In the second reading, St. Paul tells us that no one can say “Jesus is Lord” except by the Holy Spirit.  We need to make a distinction here.  First of all, anyone could read the above sentence, even out loud, whether the person has the Holy Spirit or not.  However, no one can say with conviction that Jesus is Lord except by the Holy Spirit. 

What this means requires another distinction.  The first point is similar to what Jesus said to St. Peter when St. Peter proclaimed Jesus to be the Christ, the Son of God.  Jesus told St. Peter that flesh and blood had not revealed this to him, but the Father in Heaven revealed this to St. Peter.  Now, for us to make that act of faith in the Lordship of Jesus is not merely something we learned in a catechism lesson, but it requires the Holy Spirit to make that act of faith.

This brings us to the second point:  to truly accept Jesus as the Lord of our own life requires something beyond our natural ability to do.  It is true that everyone will seek to serve someone beyond the self; it is also true that to choose Jesus as the One you will serve as Lord and Master is not merely a natural choice, but requires supernatural grace to believe in Him and make this choice. 

So, if you are able to say with conviction that Jesus is Lord, then the Holy Spirit is acting in you.  However, if you have chosen to go beyond the surface to make Jesus the Lord of your life, then the grace that comes from the Holy Spirit is working in you in supernatural ways.  

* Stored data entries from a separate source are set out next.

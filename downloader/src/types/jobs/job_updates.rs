use chrono::{DateTime, Utc};

use crate::types::jobs::job_item::JobItem;
use crate::types::jobs::types::JobStatus;

/// Defining a structure that contains the changes to be made in the job object.
/// `updatedAt` is always refreshed when an update is applied.
#[derive(Debug, Clone, Default, PartialEq, Eq)]
pub struct JobItemUpdates {
    pub job_status: Option<JobStatus>,
    pub total_documents: Option<u64>,
    pub uploaded_documents: Option<u64>,
    pub failed_documents: Option<u64>,
    pub progress: Option<u32>,
    pub stage_status: Option<JobStatus>,
    /// unset `lockedBy` and `lockedAt`
    pub clear_lease: bool,
}

impl JobItemUpdates {
    pub fn new() -> Self {
        Self::default()
    }

    pub fn update_status(mut self, status: JobStatus) -> Self {
        self.job_status = Some(status);
        self.stage_status = Some(status);
        self
    }

    pub fn update_total_documents(mut self, total: u64) -> Self {
        self.total_documents = Some(total);
        self
    }

    pub fn update_uploaded_documents(mut self, uploaded: u64) -> Self {
        self.uploaded_documents = Some(uploaded);
        self
    }

    pub fn update_failed_documents(mut self, failed: u64) -> Self {
        self.failed_documents = Some(failed);
        self
    }

    pub fn update_progress(mut self, progress: u32) -> Self {
        self.progress = Some(progress.min(100));
        self
    }

    pub fn release_lease(mut self) -> Self {
        self.clear_lease = true;
        self
    }

    pub fn is_empty(&self) -> bool {
        *self == Self::default()
    }

    /// Whether the update touches the download stage sub-document
    pub fn touches_stage(&self) -> bool {
        self.stage_status.is_some() || self.total_documents.is_some()
    }

    /// Applies the update to an in-memory copy of the job, with the same semantics as
    /// the `$set`/`$unset` document the MongoDB store builds.
    pub fn apply(&self, job: &mut JobItem, now: DateTime<Utc>) {
        if let Some(status) = self.job_status {
            job.job_status = status;
        }
        if let Some(total) = self.total_documents {
            job.total_documents = total;
            job.processing_stages.document_download.total_documents = Some(total);
        }
        if let Some(uploaded) = self.uploaded_documents {
            job.uploaded_documents = uploaded;
        }
        if let Some(failed) = self.failed_documents {
            job.failed_documents = failed;
        }
        if let Some(progress) = self.progress {
            job.progress = progress;
        }
        if let Some(stage_status) = self.stage_status {
            job.processing_stages.document_download.status = stage_status;
        }
        if self.touches_stage() {
            job.processing_stages.document_download.last_updated = Some(now);
        }
        if self.clear_lease {
            job.locked_by = None;
            job.locked_at = None;
        }
        job.updated_at = now;
    }
}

The question each of needs to ask is: “How is the Holy Spirit working in me?” or “What does God want of me?”  The truth that the Holy Spirit is working in us is objective and is the same for everyone who has this most blessed gift from our Lord.  However, the way the Holy Spirit will work in each person will be different.  St. Paul talks about the different spiritual gifts, the different forms of service, and the different workings that God produces in His people.  But we can be certain, as St. Paul says, that “to each individual the manifestation of the Spirit is given for some benefit.”

The way the Holy Spirit will work in us depends upon our personality, our state in life, our spiritual life, and what God is calling us to do.  Each of us has a free will, so we can choose against what God is doing in our lives.  Therefore, we must apply ourselves to the discernment of God’s will in our own life.  In order to do this, we must take the time to pray and ask the Lord to show us what He wants.  We need to be careful not to tell Him what He wants, but to allow Him to tell us.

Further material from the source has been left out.